The services of a portfolio manager, although come with a fee, take away the headache of continuously monitoring an investment portfolio, a typical scenario of ‘let your money work for you’.

Bears investing emotional burden

According to market analysts, investing in financial markets can be an emotional roller coaster as markets can be intoxicating when they are rising, as they did between January 2006 and March 3, 2008, when an economic boom and elevated foreign investor interest in Nigeria saw the NSE all-share index rise over 100 percent.

Fund managers at FBNQuest believe the market can, however, be devastating when they are falling. “As we saw in the subsequent four years when the NSE all-share index declined by 69 percent from its historic peak.”

The volatility and potential losses from ill-advised investments are one of the reasons why market experts have advised to consider the services of a fund manager.

Portfolio rebalancing

Portfolio rebalancing is one of the investment discipline heightened by market analyst needed by an investor to achieve risk-adjusted returns.
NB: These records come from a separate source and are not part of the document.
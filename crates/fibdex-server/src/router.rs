//! Router and route handlers.

use std::collections::HashMap;

use axum::extract::rejection::JsonRejection;
use axum::extract::State;
use axum::routing::{get, post};
use axum::{Json, Router};
use fibdex_core::DurableRow;
use serde::{Deserialize, Serialize};
use serde_json::Value;
use tower_http::cors::CorsLayer;
use tower_http::trace::TraceLayer;
use tracing::debug;

use crate::error::ApiError;
use crate::state::AppState;

#[derive(Debug, Serialize, Deserialize, PartialEq, Eq)]
pub struct SubmitResponse {
    pub working: bool,
}

/// Creates the fibdex router.
pub fn router(state: AppState) -> Router {
    Router::new()
        .route("/", get(greeting))
        .route("/values/all", get(all_values))
        .route("/values/current", get(current_values))
        .route("/values", post(submit_value))
        .layer(CorsLayer::permissive())
        .layer(TraceLayer::new_for_http())
        .with_state(state)
}

async fn greeting() -> &'static str {
    "Hi"
}

/// `GET /values/all`. Always 200; degraded stores shrink the list.
async fn all_values(State(state): State<AppState>) -> Json<Vec<DurableRow>> {
    Json(state.reader.read_all().await.rows)
}

/// `GET /values/current`. A cache failure is answered with `null`.
async fn current_values(
    State(state): State<AppState>,
) -> Json<Option<HashMap<String, String>>> {
    Json(state.reader.read_current().await.ok())
}

/// `POST /values`. Responds once the write is dispatched, not persisted.
///
/// The body is read as raw JSON so validation decides what counts as an
/// integer. Anything that is not an object carrying `index` (including an
/// unreadable body) validates as a missing index.
async fn submit_value(
    State(state): State<AppState>,
    body: Result<Json<Value>, JsonRejection>,
) -> Result<Json<SubmitResponse>, ApiError> {
    let index = match body {
        Ok(Json(body)) => submitted_index(&body),
        Err(rejection) => {
            debug!(error = %rejection, "unreadable submit body");
            Value::Null
        }
    };
    // dropping the handle detaches the durable insert
    let _accepted = state.writer.submit(&index).await?;
    Ok(Json(SubmitResponse { working: true }))
}

fn submitted_index(body: &Value) -> Value {
    body.as_object()
        .and_then(|fields| fields.get("index"))
        .cloned()
        .unwrap_or(Value::Null)
}
impl<R: RenderClient> Actor<R> {
    async fn run(mut self, mut command_rx: mpsc::Receiver<EngineCommand>) {
        while let Some(command) = command_rx.recv().await {
            self.handle(command).await;
        }
        tracing::info!("dispatcher mailbox closed, stopping");
    }

    async fn handle(&mut self, command: EngineCommand) {
        match command {
            EngineCommand::Launch { request, reply } => {
                let result = self.launch(request).await;
                if result.is_ok() {
                    self.dispatch_next().await;
                }
                let _ = reply.send(result);
            }
            EngineCommand::Stop { job_id, reply } => {
                let result = self.stop(job_id).await;
                let _ = reply.send(result);
            }
            EngineCommand::Resume { job_id, reply } => {
                let result = self.resume(job_id).await;
                self.dispatch_next().await;
                let _ = reply.send(result);
            }
            EngineCommand::Delete { job_id, reply } => {
                let result = self.delete(job_id).await;
                let _ = reply.send(result);
            }
            EngineCommand::PollJobs | EngineCommand::Tick => self.dispatch_next().await,
            EngineCommand::RenderEvent(event) => self.on_render_event(event).await,
            EngineCommand::ItemTimedOut(item_id) => self.on_item_timed_out(item_id).await,
        }
    }

    async fn launch(&mut self, request: LaunchJobRequest) -> AppResult<SampleJob> {
        if request.checkpoint_filenames.is_empty() {
            return Err(AppError::ValidationFailed("checkpointFilenames must not be empty".into()));
        }
        if self.store.has_running_job().await? {
            return Err(AppError::Conflict("a sample job is already running".into()));
        }

        let preset = self.store.get_sample_preset(request.sample_preset_id.clone()).await?;
        preset.validate()?;

        let job_id = SampleJobId::new();
        let items = expansion::expand_job_items(job_id.clone(), &preset, &request.checkpoint_filenames);
        let now = chrono::Utc::now();
        let job = SampleJob {
            id: job_id.clone(),
            training_run_name: request.training_run_name,
            sample_preset_id: request.sample_preset_id,
            workflow_name: request.workflow_name,
            vae: request.vae,
            clip: request.clip,
            shift: request.shift,
            status: SampleJobStatus::Pending,
            total_items: items.len() as u32,
            completed_items: 0,
            error_message: None,
            created_at: now,
            updated_at: now,
        };

        let inserted = self.store.insert_job(job, request.workflow).await?;
        self.store.insert_job_items(items).await?;
        Ok(inserted)
    }

    async fn stop(&mut self, job_id: SampleJobId) -> AppResult<SampleJob> {
        if let Some(in_flight) = self.in_flight.take_if(|f| f.job_id == job_id) {
            if let Err(err) = self.render.interrupt().await {
                tracing::warn!(%err, "interrupt request to render service failed");
            }
            self.store.reset_item_to_pending(in_flight.item_id).await?;
        }
        let job = self.store.set_job_status(job_id.clone(), SampleJobStatus::Stopped, None).await?;
        self.publish_progress(&job).await;
        Ok(job)
    }

    async fn resume(&mut self, job_id: SampleJobId) -> AppResult<SampleJob> {
        let job = self.store.set_job_status(job_id, SampleJobStatus::Pending, None).await?;
        self.publish_progress(&job).await;
        Ok(job)
    }

    async fn delete(&mut self, job_id: SampleJobId) -> AppResult<()> {
        if self.in_flight.as_ref().is_some_and(|f| f.job_id == job_id) {
            return Err(AppError::Conflict("cannot delete a job with an item in flight".into()));
        }
        self.store.delete_job(job_id).await?;
        Ok(())
    }

    /// Take the oldest dispatchable job and submit its oldest pending item,
    /// unless an item is already in flight. Finalizes any job found to
    /// have no pending items left and keeps looking.
    async fn dispatch_next(&mut self) {
        if self.in_flight.is_some() {
            return;
        }
        loop {
            let job = match self.store.next_dispatchable_job().await {
                Ok(Some(job)) => job,
                Ok(None) => return,
                Err(err) => {
                    tracing::error!(%err, "failed to query for dispatchable jobs");
                    return;
                }
            };

            if job.status != SampleJobStatus::Running {
                match self.store.set_job_status(job.id.clone(), SampleJobStatus::Running, None).await {
                    Ok(updated) => self.publish_progress(&updated).await,
                    Err(err) => {
                        tracing::error!(%err, job_id = %job.id, "failed to mark job running");
                        return;
                    }
                }
            }

            match self.store.next_pending_item(job.id.clone()).await {
                Ok(Some(item)) => {
                    self.submit_item(job, item).await;
                    if self.in_flight.is_some() {
                        return;
                    }
                    // Submission failed outright (preset/workflow lookup or
                    // every retry exhausted) and the item was marked failed
                    // without ever reaching the render service — move on to
                    // the next pending item instead of stalling until the
                    // next tick.
                }
                Ok(None) => {
                    self.finalize_job(job.id.clone()).await;
                }
                Err(err) => {
                    tracing::error!(%err, job_id = %job.id, "failed to query pending items");
                    return;
                }
            }
        }
    }

    async fn submit_item(&mut self, job: SampleJob, item: SampleJobItem) {
        let item_id = item.id.clone();
        let job_id = job.id.clone();

        let preset = match self.store.get_sample_preset(job.sample_preset_id.clone()).await {
            Ok(preset) => preset,
            Err(err) => {
                self.fail_item(item_id, format!("preset lookup failed: {err}")).await;
                return;
            }
        };
        let workflow_template = match self.store.get_job_workflow(job_id.clone()).await {
            Ok(workflow) => workflow,
            Err(err) => {
                self.fail_item(item_id, format!("workflow lookup failed: {err}")).await;
                return;
            }
        };

        let fields = expansion::item_fields(&item, &preset.negative_prompt);
        let workflow = expansion::substitute_workflow(&workflow_template, &fields);

        match sg_adapters::submit_with_retry(&self.render, workflow, &self.client_id).await {
            Ok(prompt_id) => {
                match self.store.mark_item_running(item_id.clone(), prompt_id.clone()).await {
                    Ok(_) => {
                        let watchdog = crate::watchdog::start_for_mailbox(item_id.clone(), self.command_tx.clone());
                        self.in_flight = Some(InFlight {
                            job_id,
                            item_id,
                            prompt_id,
                            started_at: std::time::Instant::now(),
                            watchdog,
                        });
                    }
                    Err(err) => tracing::error!(%err, "failed to record item as running"),
                }
            }
            Err(err) => {
                self.fail_item(item_id, err.to_string()).await;
                // keep working through the job: dispatch_next() is called
                // by every public command handler after this returns.
            }
        }
    }

    async fn fail_item(&mut self, item_id: SampleJobItemId, error_message: String) {
        let job_id = match self.store.mark_item_failed(item_id, error_message).await {
            Ok(item) => item.job_id,
            Err(err) => {
                tracing::error!(%err, "failed to record item failure");
                return;
            }
        };
        if let Err(err) = self.store.increment_job_completed(job_id).await {
            tracing::error!(%err, "failed to bump job completed count");
        }
    }

    async fn finalize_job(&mut self, job_id: SampleJobId) {
        let items = match self.store.list_job_items(job_id.clone()).await {
            Ok(items) => items,
            Err(err) => {
                tracing::error!(%err, %job_id, "failed to list items while finalizing job");
                return;
            }
        };
        let status = if items.iter().any(|i| i.status == sg_core::SampleJobItemStatus::Failed) {
            SampleJobStatus::CompletedWithErrors
        } else {
            SampleJobStatus::Completed
        };
        match self.store.set_job_status(job_id, status, None).await {
            Ok(job) => self.publish_progress(&job).await,
            Err(err) => tracing::error!(%err, "failed to finalize job status"),
        }
    }

    async fn on_render_event(&mut self, event: sg_adapters::RenderServiceEvent) {
        use sg_adapters::RenderServiceEvent;

        let completion = match &event {
            RenderServiceEvent::Executed { prompt_id, output_path } => {
                Some((prompt_id.clone(), Ok(output_path.clone())))
            }
            RenderServiceEvent::ExecutionError { prompt_id, message } => {
                Some((prompt_id.clone(), Err(message.clone())))
            }
            _ => None,
        };

        let Some((prompt_id, outcome)) = completion else {
            if let Some(job) = self.current_job().await {
                self.publish_progress(&job).await;
            }
            return;
        };

        let Some(in_flight) = self.in_flight.take_if(|f| f.prompt_id == prompt_id) else {
            return;
        };
        in_flight.watchdog.cancel();
        let duration_ms = in_flight.started_at.elapsed().as_millis() as i64;

        match outcome {
            Ok(output_path) => {
                let output_path = output_path.unwrap_or_default();
                if let Err(err) =
                    self.store.mark_item_completed(in_flight.item_id, output_path, duration_ms).await
                {
                    tracing::error!(%err, "failed to record item completion");
                }
                if let Err(err) = self.store.increment_job_completed(in_flight.job_id.clone()).await {
                    tracing::error!(%err, "failed to bump job completed count");
                }
            }
            Err(message) => self.fail_item(in_flight.item_id, message).await,
        }

        if let Ok(job) = self.store.get_job(in_flight.job_id).await {
            self.publish_progress(&job).await;
        }
        self.dispatch_next().await;
    }

    async fn on_item_timed_out(&mut self, item_id: SampleJobItemId) {
        let Some(in_flight) = self.in_flight.take_if(|f| f.item_id == item_id) else {
            return;
        };
        if let Err(err) = self.render.interrupt().await {
            tracing::warn!(%err, "interrupt after watchdog timeout failed");
        }
        self.fail_item(in_flight.item_id, AppError::ItemTimeout.to_string()).await;
        if let Ok(job) = self.store.get_job(in_flight.job_id).await {
            self.publish_progress(&job).await;
        }
        self.dispatch_next().await;
    }

    async fn current_job(&self) -> Option<SampleJob> {
        let job_id = self.in_flight.as_ref()?.job_id.clone();
        self.store.get_job(job_id).await.ok()
    }

    async fn publish_progress(&self, job: &SampleJob) {
        let items = match self.store.list_job_items(job.id.clone()).await {
            Ok(items) => items,
            Err(err) => {
                tracing::error!(%err, "failed to list items for progress broadcast");
                return;
            }
        };
        let progress = compute_job_progress(job, &items);
        self.hub.publish(PublishedEvent::JobProgress(progress));
    }
}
Portfolio rebalancing is described by industry players as the process of adjusting holdings by buying and selling certain stocks, funds, or other securities to maintain an established asset allocation.

The process, according to market experts, is important because it helps to keep investor’s tolerance for risk at the most comfortable level.

Access to structured products

According to the FBNQuest, taking advantage of the discretionary portfolio management service also provides access to structured products.

These investment products are in the form of notes issued by entities that could be related or unrelated to the fund manager but secured by underlying assets.

While the structured products are often riskier than traditional fixed income instruments, they often offer higher yields and indirectly access income yielding assets in the local or in foreign markets.

Although this kind of products may not be for everyone, the fund manager can help investors get access to them as an addition to a diversified portfolio. For example, they could offer indirect exposure to bonds issued by African governments and corporations.